North Carolina mobile home moving laws sit in three layers that have to be satisfied in order: the road, the tax office, and the destination. Get any one wrong and the move is illegal, uninsured, or dead on arrival when the county won't let you set the home. This guide walks each layer the way the state actually enforces it — what permit covers the haul, what clears the home to leave its parcel, who's licensed to set it down, and what local rule decides whether it can be placed where you're sending it. Mobile Home Mover Pro owns this whole chain so the paperwork is filed in the right order, on the right day.
The road: NCDOT Publication MH-2 oversize permit
A manufactured home travels as an oversize load, and the authority to move it comes from a state trip permit issued under the NCDOT Publication MH-2 mobile and modular home permit rules. That permit does more than grant permission — it sets the terms of the haul. Movement is restricted to daylight hours, wider homes are held to a tighter weekday window (commonly around 9:00 AM–2:30 PM to avoid rush-hour traffic), and the move is prohibited when wind gusts exceed roughly 25 mph because a wide, flat-sided home behaves like a sail. The permit also fixes the approved route to keep the load clear of low bridges and tight overhead clearances, and it specifies how many escort vehicles the width demands. Width, not section count, is the dial that drives the travel window and the escort requirement.

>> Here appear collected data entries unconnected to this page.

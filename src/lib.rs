//! A crate to decode, enrich, and re-encode DOCSIS and PacketCable cable modem configuration
//! files in the binary Type-Length-Value (TLV) format.
//!
//! This is the detailed API documentation. For a higher level introduction see the [README].
//!
//! [README]: https://crates.io/crates/docsis-tlv/
//!
//! Note that this crate only (de)serializes the TLV binary format and its JSON/YAML sibling; it
//! does not speak TFTP, does not generate PacketCable MTA provisioning files, and does not
//! implement SNMPv3 kickstart key derivation. See the [GLOSSARY](https://www.cablelabs.com/)
//! specifications for the full DOCSIS provisioning model this crate's TLV layer sits inside.
//!
//! # Usage
//!
//! Add the following to your `Cargo.toml`:
//!
//! ```toml
//! [dependencies]
//! docsis-tlv = "0.1.0"
//! ```
//!
//! ## Decoding and enriching a configuration file
//!
//! ```
//! use docsis_tlv::{Codec, Config, enrich};
//!
//! let buf = [3u8, 1, 0x01, 0xFF]; // Network Access Control = enabled, then terminator
//! let (nodes, _) = Codec::decode(&buf, 0).unwrap();
//! let tree = enrich(&nodes, None, &Config::default());
//! assert_eq!(tree[0].name, "Network Access Control");
//! assert_eq!(tree[0].formatted_value().unwrap(), &serde_json::json!("enabled"));
//! ```
//!
//! ## Computing and validating the CM/CMTS Message Integrity Checks
//!
//! ```
//! use docsis_tlv::{Codec, PlainTlv, mic};
//!
//! let tlvs = vec![PlainTlv::new(3, vec![0x01])];
//! let secret_bytes = b"shared_secret".to_vec();
//! let secret = mic::Secret::new(&secret_bytes);
//! let tag = mic::compute_cm_mic(&tlvs, &secret);
//!
//! let mut with_mic = tlvs.clone();
//! with_mic.push(PlainTlv::new(6, tag.to_vec()));
//! assert_eq!(mic::validate_cm_mic(&with_mic, Some(&secret)), mic::MicValidation::Valid);
//! ```
//!
//! ## Converting to and from JSON
//!
//! ```
//! use docsis_tlv::{Codec, Config, bridge, enrich};
//!
//! let buf = [3u8, 1, 0x01];
//! let (nodes, _) = Codec::decode(&buf, 0).unwrap();
//! let tree = enrich(&nodes, None, &Config::default());
//! let json = bridge::to_json(&tree).unwrap();
//! let restored = bridge::from_json(&json).unwrap();
//! assert_eq!(Codec::encode(&restored, false), buf);
//! ```
//!
//! # Module layout
//!
//! - [types] — the wire-level [PlainTlv] node and the [Codec] that frames it to/from bytes. No
//!   DOCSIS semantics live here, only TLV byte framing.
//! - [registry] — static tables mapping `(TLV type, parent context)` pairs to their DOCSIS/
//!   PacketCable semantics: name, description, value kind, and whether they carry sub-TLVs.
//! - [convert] — bidirectional `wire bytes <-> human-readable form` conversion per value kind.
//! - [enrich] — walks a plain TLV tree into an [enrich::EnrichedTlv] tree using the registry and
//!   converter, and back (`unenrich`).
//! - [mic] — HMAC-MD5 computation and validation for the CM (TLV 6) and CMTS (TLV 7) Message
//!   Integrity Checks.
//! - [bridge] — lossless JSON/YAML serialization of an enriched tree.
//! - [error] — the public, location-annotated [error::Error] returned by this crate's fallible
//!   operations.

pub mod bridge;
pub mod convert;
pub mod enrich;
pub mod error;
pub mod mic;
pub mod registry;
pub mod types;

pub use convert::{from_human, to_human, Human};
pub use enrich::{enrich, unenrich, unenrich_from_formatted, Content, EnrichedTlv, MetadataSource};
pub use error::{Error, ErrorKind, ErrorLocation, MicWhich, Result};
pub use registry::{lookup_sub, lookup_top_level, MaxLength, SpecEntry, ValueKind};
pub use types::{ByteOffset, Codec, Config, PlainTlv, TLV_CMTS_MIC, TLV_CM_MIC, TLV_TERMINATOR};

#[cfg(test)]
mod tests {
    use super::*;
    use pretty_assertions::assert_eq;

    #[test]
    fn full_pipeline_decode_enrich_mic_bridge_round_trip() {
        let secret_bytes = b"config_file_secret".to_vec();
        let secret = mic::Secret::new(&secret_bytes);

        let base = vec![PlainTlv::new(3, vec![0x01]), PlainTlv::new(2, vec![0x05])];
        let cm_tag = mic::compute_cm_mic(&base, &secret);

        let mut with_mic = base.clone();
        with_mic.push(PlainTlv::new(6, cm_tag.to_vec()));
        let wire = Codec::encode(&with_mic, true);

        let (decoded, _) = Codec::decode(&wire, 0).unwrap();
        assert_eq!(mic::validate_cm_mic(&decoded, Some(&secret)), mic::MicValidation::Valid);

        let tree = enrich(&decoded, None, &Config::default());
        let json = bridge::to_json(&tree).unwrap();
        let restored = bridge::from_json(&json).unwrap();
        assert_eq!(Codec::encode(&restored, true), wire);
    }
}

The tax office: the NCGS 105 county moving permit
Even with the road permit in hand, the home can't legally leave its lot until the county clears it. Under NCGS Chapter 105, Article 18 — the moving-permit provisions begin at § 105-316.1 — the county tax office issues a moving permit only after confirming there's no unpaid property tax on the home. The tax follows the structure, so a back-tax balance freezes the move until it's settled, and that prerequisite, not the small permit fee, is what people actually feel. North Carolina carves out one narrow exception: a lien-holder repossessing a manufactured home can obtain a limited moving permit (often a 7-day window) even with taxes unpaid, which keeps lender repo relocations from stalling on a defaulting owner. The mechanics of both permits — who files what and in what order — are laid out on our mobile home moving permit guide.
The set-up: licensing and NC OSFM inspection
North Carolina doesn't treat setting a home as casual labor. The installation — building the piers, blocking and leveling the chassis, and anchoring it — is regulated work that requires a state set-up / installation credential, and the finished set is inspected before the home can be occupied. The governing standards come from the NC Office of the State Fire Marshal manufactured-home program, which adopts the state's manufactured-home installation regulations covering pier spacing, leveling tolerance, and tie-down. Anchoring in particular has to match the home's HUD wind zone, so a coastal Zone II home near Wilmington carries a heavier tie-down spec than an inland Zone I home. An unlicensed set that fails inspection can void the home's warranty and its insurance — the reason the cheap install is the expensive one. The set-and-level work itself is covered on our setup and leveling pages.
The title: real property vs. movable home
Many North Carolina manufactured homes have been detitled to the land — converted to real property once they were permanently set — and a home titled to the land can't simply be towed off. To move it, the title status has to be addressed through the county tax office: the home is treated as movable again for the haul, then re-sited and, if it's staying put, often re-detitled to the land at the destination. When the home is crossing into South Carolina, a second titling system enters the picture entirely — that scenario is its own animal, covered on our moving a mobile home across state lines guide.
The destination: zoning and age caps
The last rule is the one people forget until it's too late: a home can be perfectly legal to tow and still be barred from where it's going. Towing is state transport law; siting is local zoning, and North Carolina jurisdictions vary widely. Many counties and towns confine manufactured homes to certain districts and enforce an age cap — refusing to permit installation of a unit older than 10, 15, or 20 years, with pre-1976 homes commonly excluded outright. The UNC School of Government's manufactured housing and zoning summary explains how NC localities are allowed to regulate placement. Confirm the receiving county's and any park's rules before you pay for the move — the age question is unpacked on can you move a pre-1976 mobile home, and the rules across the line are on our South Carolina mobile home moving laws page.